The five-domains update

Sea state

South Korea has revealed plans for an aircraft carrier capable of carrying F-35B fighter jets. While much smaller than a typical US aircraft carrier, the ship will be large enough for the short take-off and vertical landing ‘B’ variant of the F-35. The amphibious assault ship will be the largest ship ever built by South Korea and will significantly increase the country’s naval capabilities. In light of ongoing tensions in the region, Seoul is looking to substantially expand its navy over the coming decade.

A Defence Department assessment has found that foreign spies pose an ‘extreme threat’ to Australia’s $90 billion shipbuilding project. The government has not named a suspected culprit, but the ABC reports that China is believed to be behind efforts to steal information about the program. Questions have been raised about the size of the Chinese consulate in Adelaide, where Australia’s new submarines and frigates will be built. The government’s naval shipbuilding program is part of the largest upgrade to Australia’s defence capabilities since World War II.

Flight path

The US Air Force’s bomber program is back on track after subcontractors halted production of the B-21 stealth bomber due to the Covid-19 pandemic. The USAF has ordered a total of 100 B-21s under the program. Flight testing for the first B-21 Raider is expected to start in December next year before it enters service by 2025. US Defense Secretary Mark Esper said the B-21 will become the ultimate strategic deterrent due to its ‘ability to strike any target, anywhere’.

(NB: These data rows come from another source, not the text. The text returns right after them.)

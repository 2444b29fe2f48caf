//! Landing page server.
//!
//! # Architecture Overview
//!
//! ```text
//!     Visitor ──GET /──▶ ┌──────────┐   ┌────────────┐
//!                        │  http    │──▶│  render    │──▶ homepage + blank form
//!     Visitor ──POST /─▶ │ handlers │   └────────────┘
//!                        └────┬─────┘
//!                             ▼
//!                      ┌─────────────┐   ┌───────────┐   ┌───────────────┐
//!                      │ LeadService │──▶│ form      │   │ recaptcha     │ (optional)
//!                      │             │──▶│ validator │   │ siteverify    │
//!                      └──────┬──────┘   └───────────┘   └───────────────┘
//!                             ▼
//!                      ┌─────────────┐
//!                      │ LeadStore   │  memory | sqlite
//!                      └─────────────┘
//!
//!     Anything else ──▶ 404 "Страница не найдена"
//! ```

use std::path::PathBuf;

use clap::Parser;
use tokio::net::TcpListener;

use lendpage::config;
use lendpage::lifecycle::{self, signals, Shutdown};
use lendpage::observability::{logging, metrics};

#[derive(Parser)]
#[command(name = "lendpage")]
#[command(about = "Landing page with a contact form", long_about = None)]
struct Cli {
    /// Path to a TOML configuration file.
    #[arg(short, long, env = "LENDPAGE_CONFIG")]
    config: Option<PathBuf>,

    /// Override the listener bind address.
    #[arg(short, long)]
    bind: Option<String>,
}

#[tokio::main]
async fn main() -> Result<(), Box<dyn std::error::Error>> {
    let cli = Cli::parse();

    let mut config = config::load(cli.config.as_deref())?;
    if let Some(bind) = cli.bind {
        config.listener.bind_address = bind;
        config::validate_config(&config).map_err(config::ConfigError::Validation)?;
    }

    logging::init(&config.observability)?;

    tracing::info!("lendpage v{} starting", env!("CARGO_PKG_VERSION"));
    tracing::info!(
        bind_address = %config.listener.bind_address,
        storage = ?config.storage.backend,
        recaptcha = config.recaptcha.enabled,
        request_timeout_secs = config.timeouts.request_secs,
        "Configuration loaded"
    );

    if config.observability.metrics_enabled {
        let addr = config.observability.metrics_address.parse()?;
        if let Err(e) = metrics::init_metrics(addr) {
            tracing::error!(address = %addr, error = %e, "Failed to start metrics exporter");
            return Err(e.into());
        }
    }

    let bind_address = config.listener.bind_address.clone();
    let server = lifecycle::build_server(config).await.map_err(|e| {
        tracing::error!(error = %e, "Startup failed");
        e
    })?;
    let listener = TcpListener::bind(&bind_address).await.map_err(|e| {
        tracing::error!(address = %bind_address, error = %e, "Failed to bind listener");
        e
    })?;

    let shutdown = Shutdown::new();
    let shutdown_rx = shutdown.subscribe();
    signals::spawn_signal_listener(shutdown);

    server.run(listener, shutdown_rx).await?;

    tracing::info!("Shutdown complete");
    Ok(())
}
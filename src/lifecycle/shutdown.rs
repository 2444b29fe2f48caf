//! Shutdown coordination.

use tokio::sync::broadcast;

/// Coordinator for graceful shutdown.
///
/// Long-running tasks subscribe and stop once `trigger` is called.
#[derive(Clone)]
pub struct Shutdown {
    tx: broadcast::Sender<()>,
}

impl Shutdown {
    pub fn new() -> Self {
        let (tx, _) = broadcast::channel(1);
        Self { tx }
    }

    /// Subscribe to the shutdown signal.
    pub fn subscribe(&self) -> broadcast::Receiver<()> {
        self.tx.subscribe()
    }

    /// Trigger the shutdown signal.
    pub fn trigger(&self) {
        let _ = self.tx.send(());
    }

    /// Number of tasks still listening.
    pub fn receiver_count(&self) -> usize {
        self.tx.receiver_count()
    }
}

impl Default for Shutdown {
    fn default() -> Self {
        Self::new()
    }
}

/// Resolve once the coordinator fires (or is dropped).
pub async fn wait(mut rx: broadcast::Receiver<()>) {
    let _ = rx.recv().await;
}

#[cfg(test)]
mod tests {
    use super::*;
    use std::time::Duration;

    #[tokio::test]
    async fn trigger_wakes_every_subscriber() {
        let shutdown = Shutdown::new();
        let a = tokio::spawn(wait(shutdown.subscribe()));
        let b = tokio::spawn(wait(shutdown.subscribe()));
        assert_eq!(shutdown.receiver_count(), 2);

        shutdown.trigger();

        tokio::time::timeout(Duration::from_secs(1), async {
            a.await.unwrap();
            b.await.unwrap();
        })
        .await
        .expect("subscribers should observe shutdown");
    }
}
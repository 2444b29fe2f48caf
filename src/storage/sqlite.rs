//! SQLite lead store backed by an sqlx connection pool.
//!
//! # Schema
//! ```text
//! leads(id TEXT PK, name TEXT ≤ 50 chars, email TEXT, message TEXT, created_at TEXT RFC 3339, UTC, microseconds)
//! ```
//!
//! # Error Classification
//! - Pool timeout / closed pool / I/O / SQLITE_BUSY / SQLITE_LOCKED → `Unavailable`
//! - UNIQUE / CHECK / NOT NULL / FOREIGN KEY violations → `Constraint`
//! - Everything else (including undecodable rows) → `Backend`

use std::str::FromStr;
use std::time::Duration;

use async_trait::async_trait;
use chrono::{DateTime, SecondsFormat, Utc};
use sqlx::error::ErrorKind;
use sqlx::sqlite::{SqliteConnectOptions, SqlitePool, SqlitePoolOptions, SqliteRow};
use sqlx::Row;
use uuid::Uuid;

use crate::config::StorageConfig;
use crate::lead::{Lead, NewLead};
use crate::storage::{LeadStore, StorageError};

const CREATE_LEADS_TABLE: &str = "
    CREATE TABLE IF NOT EXISTS leads (
        id TEXT PRIMARY KEY NOT NULL,
        name TEXT NOT NULL CHECK (length(name) <= 50),
        email TEXT NOT NULL,
        message TEXT NOT NULL,
        created_at TEXT NOT NULL
    )";

const CREATE_CREATED_AT_INDEX: &str =
    "CREATE INDEX IF NOT EXISTS leads_created_at ON leads (created_at)";

// Primary result codes; extended codes carry them in the low byte.
const SQLITE_BUSY: i64 = 5;
const SQLITE_LOCKED: i64 = 6;

/// Durable lead store.
#[derive(Clone)]
pub struct SqliteStore {
    pool: SqlitePool,
}

impl SqliteStore {
    /// Open a pool to the configured database, creating the file if missing.
    pub async fn connect(config: &StorageConfig) -> Result<Self, StorageError> {
        let options = SqliteConnectOptions::from_str(&config.database_url)
            .map_err(StorageError::from)?
            .create_if_missing(true);

        let pool = SqlitePoolOptions::new()
            .max_connections(config.max_connections)
            .acquire_timeout(Duration::from_secs(config.acquire_timeout_secs))
            .connect_with(options)
            .await?;

        tracing::info!(
            database_url = %config.database_url,
            max_connections = config.max_connections,
            "Connected to SQLite lead store"
        );

        Ok(Self { pool })
    }

    /// Create the schema if it does not exist yet.
    pub async fn migrate(&self) -> Result<(), StorageError> {
        sqlx::query(CREATE_LEADS_TABLE).execute(&self.pool).await?;
        sqlx::query(CREATE_CREATED_AT_INDEX).execute(&self.pool).await?;
        tracing::info!("Lead schema is up to date");
        Ok(())
    }

    /// Close the pool, waiting for checked-out connections.
    pub async fn close(&self) {
        self.pool.close().await;
    }
}

#[async_trait]
impl LeadStore for SqliteStore {
    async fn create(&self, lead: NewLead) -> Result<Lead, StorageError> {
        let lead = lead.into_lead();

        sqlx::query(
            "INSERT INTO leads (id, name, email, message, created_at) VALUES (?, ?, ?, ?, ?)",
        )
        .bind(lead.id.to_string())
        .bind(&lead.name)
        .bind(&lead.email)
        .bind(&lead.message)
        .bind(lead.created_at.to_rfc3339_opts(SecondsFormat::Micros, true))
        .execute(&self.pool)
        .await?;

        tracing::debug!(lead_id = %lead.id, "Lead stored in SQLite");
        Ok(lead)
    }

    async fn list(&self) -> Result<Vec<Lead>, StorageError> {
        let rows = sqlx::query(
            "SELECT id, name, email, message, created_at FROM leads ORDER BY created_at, id",
        )
        .fetch_all(&self.pool)
        .await?;

        rows.iter().map(lead_from_row).collect()
    }
}

fn lead_from_row(row: &SqliteRow) -> Result<Lead, StorageError> {
    let id: String = row.try_get("id")?;
    let created_at: String = row.try_get("created_at")?;

    Ok(Lead {
        id: Uuid::parse_str(&id)
            .map_err(|e| StorageError::Backend(format!("invalid lead id {id:?}: {e}")))?,
        name: row.try_get("name")?,
        email: row.try_get("email")?,
        message: row.try_get("message")?,
        created_at: DateTime::parse_from_rfc3339(&created_at)
            .map_err(|e| StorageError::Backend(format!("invalid created_at {created_at:?}: {e}")))?
            .with_timezone(&Utc),
    })
}

impl From<sqlx::Error> for StorageError {
    fn from(err: sqlx::Error) -> Self {
        match &err {
            sqlx::Error::PoolTimedOut
            | sqlx::Error::PoolClosed
            | sqlx::Error::WorkerCrashed
            | sqlx::Error::Io(_) => StorageError::Unavailable(err.to_string()),
            sqlx::Error::Database(db) => match db.kind() {
                ErrorKind::UniqueViolation
                | ErrorKind::ForeignKeyViolation
                | ErrorKind::NotNullViolation
                | ErrorKind::CheckViolation => StorageError::Constraint(db.message().to_string()),
                _ => {
                    let primary_code = db
                        .code()
                        .and_then(|code| code.parse::<i64>().ok())
                        .map(|code| code & 0xff);
                    match primary_code {
                        Some(SQLITE_BUSY) | Some(SQLITE_LOCKED) => {
                            StorageError::Unavailable(db.message().to_string())
                        }
                        _ => StorageError::Backend(db.message().to_string()),
                    }
                }
            },
            _ => StorageError::Backend(err.to_string()),
        }
    }
}

#[cfg(test)]
mod tests {
    use super::*;
    use crate::config::StorageBackend;

    fn config_in(dir: &tempfile::TempDir) -> StorageConfig {
        StorageConfig {
            backend: StorageBackend::Sqlite,
            database_url: format!("sqlite://{}", dir.path().join("leads.db").display()),
            ..StorageConfig::default()
        }
    }

    fn new_lead(name: &str) -> NewLead {
        NewLead {
            name: name.into(),
            email: "visitor@example.com".into(),
            message: "Здравствуйте!".into(),
        }
    }

    #[tokio::test]
    async fn create_and_list_round_trip_through_disk() {
        let dir = tempfile::tempdir().unwrap();
        let store = SqliteStore::connect(&config_in(&dir)).await.unwrap();
        store.migrate().await.unwrap();

        let created = store.create(new_lead("Стас")).await.unwrap();
        let leads = store.list().await.unwrap();

        assert_eq!(leads.len(), 1);
        assert_eq!(leads[0].id, created.id);
        assert_eq!(leads[0].name, "Стас");
        assert_eq!(leads[0].message, "Здравствуйте!");
        assert_eq!(leads[0].created_at.timestamp_micros(), created.created_at.timestamp_micros());
    }

    #[tokio::test]
    async fn migrate_is_idempotent() {
        let dir = tempfile::tempdir().unwrap();
        let store = SqliteStore::connect(&config_in(&dir)).await.unwrap();
        store.migrate().await.unwrap();
        store.create(new_lead("kept")).await.unwrap();
        store.migrate().await.unwrap();
        assert_eq!(store.list().await.unwrap().len(), 1);
    }

    #[tokio::test]
    async fn overlong_name_is_a_constraint_error() {
        let dir = tempfile::tempdir().unwrap();
        let store = SqliteStore::connect(&config_in(&dir)).await.unwrap();
        store.migrate().await.unwrap();

        let err = store.create(new_lead(&"x".repeat(51))).await.unwrap_err();
        assert!(matches!(err, StorageError::Constraint(_)), "got {err:?}");
        assert!(!err.is_transient());
    }

    #[tokio::test]
    async fn missing_table_is_a_backend_error() {
        let dir = tempfile::tempdir().unwrap();
        let store = SqliteStore::connect(&config_in(&dir)).await.unwrap();

        let err = store.create(new_lead("nobody")).await.unwrap_err();
        assert!(matches!(err, StorageError::Backend(_)), "got {err:?}");
    }

    #[tokio::test]
    async fn closed_pool_is_transient() {
        let dir = tempfile::tempdir().unwrap();
        let store = SqliteStore::connect(&config_in(&dir)).await.unwrap();
        store.migrate().await.unwrap();
        store.close().await;

        let err = store.create(new_lead("late")).await.unwrap_err();
        assert!(err.is_transient(), "got {err:?}");
    }
}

The Covid-19 pandemic may have stopped Australia’s largest aerial combat exercise from going ahead in the real world, but the Royal Australian Air Force has converted Pitch Black into a digital campaign called Exercise Pitch Black 2020 Online. The campaign, which was run through Facebook, Twitter and YouTube, involved past participants recounting personal stories of Pitch Black since it was established in 1981 and video highlights from a wide range of air operations involving Australia and a number of other countries.

Rapid fire

A new study published in BMJ Military Health has found that almost 23% of Australian soldiers are overweight and around 4% are obese, based on waist measurements. Although the percentages are lower than in other armies in the West, this trend raises concerns about physical preparedness and the costs associated with improving health and fitness levels in the Australian Army, as well as addressing other issues related to mental health, alcohol use and smoking.

The Syrian Army was mobilised again in the northwestern part of the country by President Bashar al-Assad this week, sparking increased fears among experts that new clashes are near. Assad’s move follows Russia’s decision to cease joint patrols with Turkish forces in the de-escalation zone of Idlib Province due to attacks from militants. The patrols were originally launched in March after the latest ceasefire was agreed, but since then several Russian and Turkish soldiers have been injured.

Final frontier

South Australian company Southern Launch will test its space-launch systems later this year as part of the development of a home-grown Australian electronic warfare capability. Southern Launch has been working with DEWC Systems since last year on developing an orbital sensor system, backed by the RAAF’s Plan Jericho. The project reached its second phase in May and plans to launch prototype miniature satellites by 2022 to detect radio signals from space.

German researchers have become the first to test solar cells composed of perovskite and polymer for powering satellites in space. Perovskite is a lightweight mineral that produces 10 times more power than conventional silicon-based cells. These materials can be manufactured into ultra-thin sheets that can be used on satellites operating in light-deprived conditions.

Wired watchtower

Israel is set to sign a memorandum of understanding with the United States agreeing to keep Chinese technology and equipment out of Israel’s 5G network. The move to ‘only allow trusted vendors in its 5G network’ has been viewed as a way to ensure that Israel complies with the US’s recently expanded ‘Clean Network’ initiative. Israel’s communications ministry announced last week that a tender process for 5G operators had been concluded, with licences issued to a number of domestic telecommunications operators.

Following a reportedly rigged election process in Belarus, wide-scale protests have broken out in the capital. In response, authorities implemented an internet shutdown, preventing access to Google, Facebook, Twitter, and local and international news websites. However, protestors have managed to find ways to communicate and organise via the app Telegram which is still accessible. Protestors have also looked to virtual private network, or VPN, apps to avoid government censorship.